There’s PCV13 and PPSV23, both of which are recommended for adults like Ferrigno who are 65 years of age or older. The vaccines are marketed as helping patients avoid infections from various pneumococcal diseases, including meningitis, bloodstream infections, pneumonia, and ear infections.
Both shots are known to carry side effects, though PCV13 is said to cause additional problems in terms of swelling, according to the CDC.
Other reports suggest that Ferrigno may have received the correct vaccine, but that it somehow became contaminated once leaving the package and entering his arm.
Pneumonia vaccines do not reduce risk of death from pneumonia, study reveals
The other problem with pneumonia vaccines is that they don’t exactly work. Research out of Australia found that adults who get vaccinated for pneumonia have the same risk of pneumonia-related death as adults who don’t get vaccinated.
And then there are the many risks associated with pneumonia shots, including infections, respiratory infections, and, yes: pneumonia itself.
If Lou Ferrigno had researched pneumonia vaccines beforehand, he might not have gotten one
It’s safe to say that Lou Ferrigno likely didn’t do his homework on the pneumonia vaccine before agreeing to have its contents unloaded into his bicep.

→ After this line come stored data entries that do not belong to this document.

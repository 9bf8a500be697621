//! Trend-following settings and the per-asset stop-loss pipeline.
//!
//! Stocks (Avanza, Nordnet, Degiro) trade on monthly bars with a tighter
//! multiplier; commodities and crypto (CMC, Kraken) trade on weekly bars.

use chrono::NaiveDateTime;
use tracing::{debug, info};

use crate::domain::asset::{Asset, Source};
use crate::domain::calendar::is_last_bar_closed;
use crate::domain::error::TrendstopError;
use crate::domain::feed_registry::FeedRegistry;
use crate::domain::resolution::Resolution;
use crate::domain::trailing_stop::{StopSeries, compute_trailing_stop, latest_stop};
use crate::ports::config_port::ConfigPort;

pub const DEFAULT_ATR_PERIOD: usize = 21;
pub const DEFAULT_WEEK_MULTIPLIER: f64 = 3.0;
pub const DEFAULT_MONTH_MULTIPLIER: f64 = 2.5;

#[derive(Debug, Clone, PartialEq)]
pub struct StrategySettings {
    pub atr_period: usize,
    pub week_multiplier: f64,
    pub month_multiplier: f64,
}

impl Default for StrategySettings {
    fn default() -> Self {
        Self {
            atr_period: DEFAULT_ATR_PERIOD,
            week_multiplier: DEFAULT_WEEK_MULTIPLIER,
            month_multiplier: DEFAULT_MONTH_MULTIPLIER,
        }
    }
}

impl StrategySettings {
    /// Reads the `[strategy]` section, falling back to the defaults.
    pub fn from_config(config: &dyn ConfigPort) -> Result<Self, TrendstopError> {
        let atr_period = config.get_int("strategy", "atr_period", DEFAULT_ATR_PERIOD as i64);
        if atr_period <= 0 {
            return Err(TrendstopError::ConfigInvalid {
                section: "strategy".to_string(),
                key: "atr_period".to_string(),
                reason: "atr_period must be positive".to_string(),
            });
        }

        let week_multiplier =
            config.get_double("strategy", "week_multiplier", DEFAULT_WEEK_MULTIPLIER);
        let month_multiplier =
            config.get_double("strategy", "month_multiplier", DEFAULT_MONTH_MULTIPLIER);

        for (key, value) in [
            ("week_multiplier", week_multiplier),
            ("month_multiplier", month_multiplier),
        ] {
            if !(value.is_finite() && value > 0.0) {
                return Err(TrendstopError::ConfigInvalid {
                    section: "strategy".to_string(),
                    key: key.to_string(),
                    reason: format!("{key} must be a positive number"),
                });
            }
        }

        Ok(Self {
            atr_period: atr_period as usize,
            week_multiplier,
            month_multiplier,
        })
    }

    pub fn multiplier_for(&self, resolution: Resolution) -> f64 {
        match resolution {
            Resolution::Month => self.month_multiplier,
            Resolution::Week | Resolution::Day => self.week_multiplier,
        }
    }
}

/// Bar resolution the strategy trades each source on.
pub fn periodicity(source: Source) -> Resolution {
    match source {
        Source::Avanza | Source::Nordnet | Source::Degiro => Resolution::Month,
        Source::Cmc | Source::Kraken => Resolution::Week,
    }
}

/// Trailing stop over the asset's strategy periodicity. The last row is dropped
/// while its week or month is still open at `now`.
pub fn stop_loss_for_asset(
    asset: &Asset,
    registry: &FeedRegistry,
    settings: &StrategySettings,
    now: NaiveDateTime,
) -> Result<StopSeries, TrendstopError> {
    let resolution = periodicity(asset.source);
    let multiplier = settings.multiplier_for(resolution);
    let feed = registry.feed(asset.source)?;

    let series = feed.retrieve_ohlc(&asset.source_id, resolution)?;
    debug!(
        asset_id = %asset.fqn_id(),
        %resolution,
        rows = series.len(),
        "retrieved bars"
    );

    let stops = compute_trailing_stop(&series, settings.atr_period, multiplier)?;
    if is_last_bar_closed(resolution, now) {
        Ok(stops)
    } else {
        debug!(asset_id = %asset.fqn_id(), "dropping open bar");
        Ok(stops.without_last())
    }
}

/// Latest closed-bar stop for the asset.
pub fn current_stop_for_asset(
    asset: &Asset,
    registry: &FeedRegistry,
    settings: &StrategySettings,
    now: NaiveDateTime,
) -> Result<f64, TrendstopError> {
    let stops = stop_loss_for_asset(asset, registry, settings, now)?;
    let stop = latest_stop(&stops)?;
    info!(asset_id = %asset.fqn_id(), stop, "computed trailing stop");
    Ok(stop)
}

#[cfg(test)]
mod tests {
    use super::*;
    use crate::adapters::file_config_adapter::FileConfigAdapter;

    fn make_config(content: &str) -> FileConfigAdapter {
        FileConfigAdapter::from_string(content).unwrap()
    }

    #[test]
    fn defaults_when_section_missing() {
        let settings = StrategySettings::from_config(&make_config("[feeds]\n")).unwrap();
        assert_eq!(settings, StrategySettings::default());
        assert_eq!(settings.atr_period, 21);
    }

    #[test]
    fn reads_overrides() {
        let config = make_config(
            "[strategy]\natr_period = 14\nweek_multiplier = 2.0\nmonth_multiplier = 1.5\n",
        );
        let settings = StrategySettings::from_config(&config).unwrap();
        assert_eq!(settings.atr_period, 14);
        assert_eq!(settings.multiplier_for(Resolution::Week), 2.0);
        assert_eq!(settings.multiplier_for(Resolution::Month), 1.5);
    }

    #[test]
    fn zero_period_is_rejected() {
        let err = StrategySettings::from_config(&make_config("[strategy]\natr_period = 0\n"))
            .unwrap_err();
        assert!(matches!(err, TrendstopError::ConfigInvalid { key, .. } if key == "atr_period"));
    }

    #[test]
    fn negative_multiplier_is_rejected() {
        let err =
            StrategySettings::from_config(&make_config("[strategy]\nweek_multiplier = -1\n"))
                .unwrap_err();
        assert!(
            matches!(err, TrendstopError::ConfigInvalid { key, .. } if key == "week_multiplier")
        );
    }

    #[test]
    fn periodicity_per_source() {
        assert_eq!(periodicity(Source::Avanza), Resolution::Month);
        assert_eq!(periodicity(Source::Nordnet), Resolution::Month);
        assert_eq!(periodicity(Source::Degiro), Resolution::Month);
        assert_eq!(periodicity(Source::Cmc), Resolution::Week);
        assert_eq!(periodicity(Source::Kraken), Resolution::Week);
    }

    #[test]
    fn default_multipliers() {
        let settings = StrategySettings::default();
        assert_eq!(settings.multiplier_for(Resolution::Month), 2.5);
        assert_eq!(settings.multiplier_for(Resolution::Week), 3.0);
    }
}
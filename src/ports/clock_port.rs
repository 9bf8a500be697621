//! Wall clock port trait.

use chrono::NaiveDateTime;

pub trait ClockPort: Send + Sync {
    /// Current local time.
    fn now(&self) -> NaiveDateTime;
}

Because if he had, he might have thought twice before agreeing to get jabbed.
As we previously reported, people in the United Kingdom who received the Prevnar vaccine for pneumonia were developing a worse form of pneumonia than the wild-type variety – a type known as Serotype 1 that’s seriously life-threatening.
Another paper published in the journal Pediatrics found that people who get pneumonia vaccines have a higher risk of chest infections. Researchers from the University of California, Davis found that rates of empyema-associated hospitalization have been steadily increasing over the years as a result of the vaccine.
None of this bodes well concerning the safety and effectiveness of pneumonia vaccines. Parents who take the time to research this information will likely come to the conclusion that it’s probably best to just forego the jab entirely – something that, again, might have happened in Lou Ferrigno’s case, had he taken the time to see what was being injected into his body.
We can only hope that this unfortunate scare will cause Ferrigno to take a closer look at the science behind vaccines, and make better healthcare decisions in the future.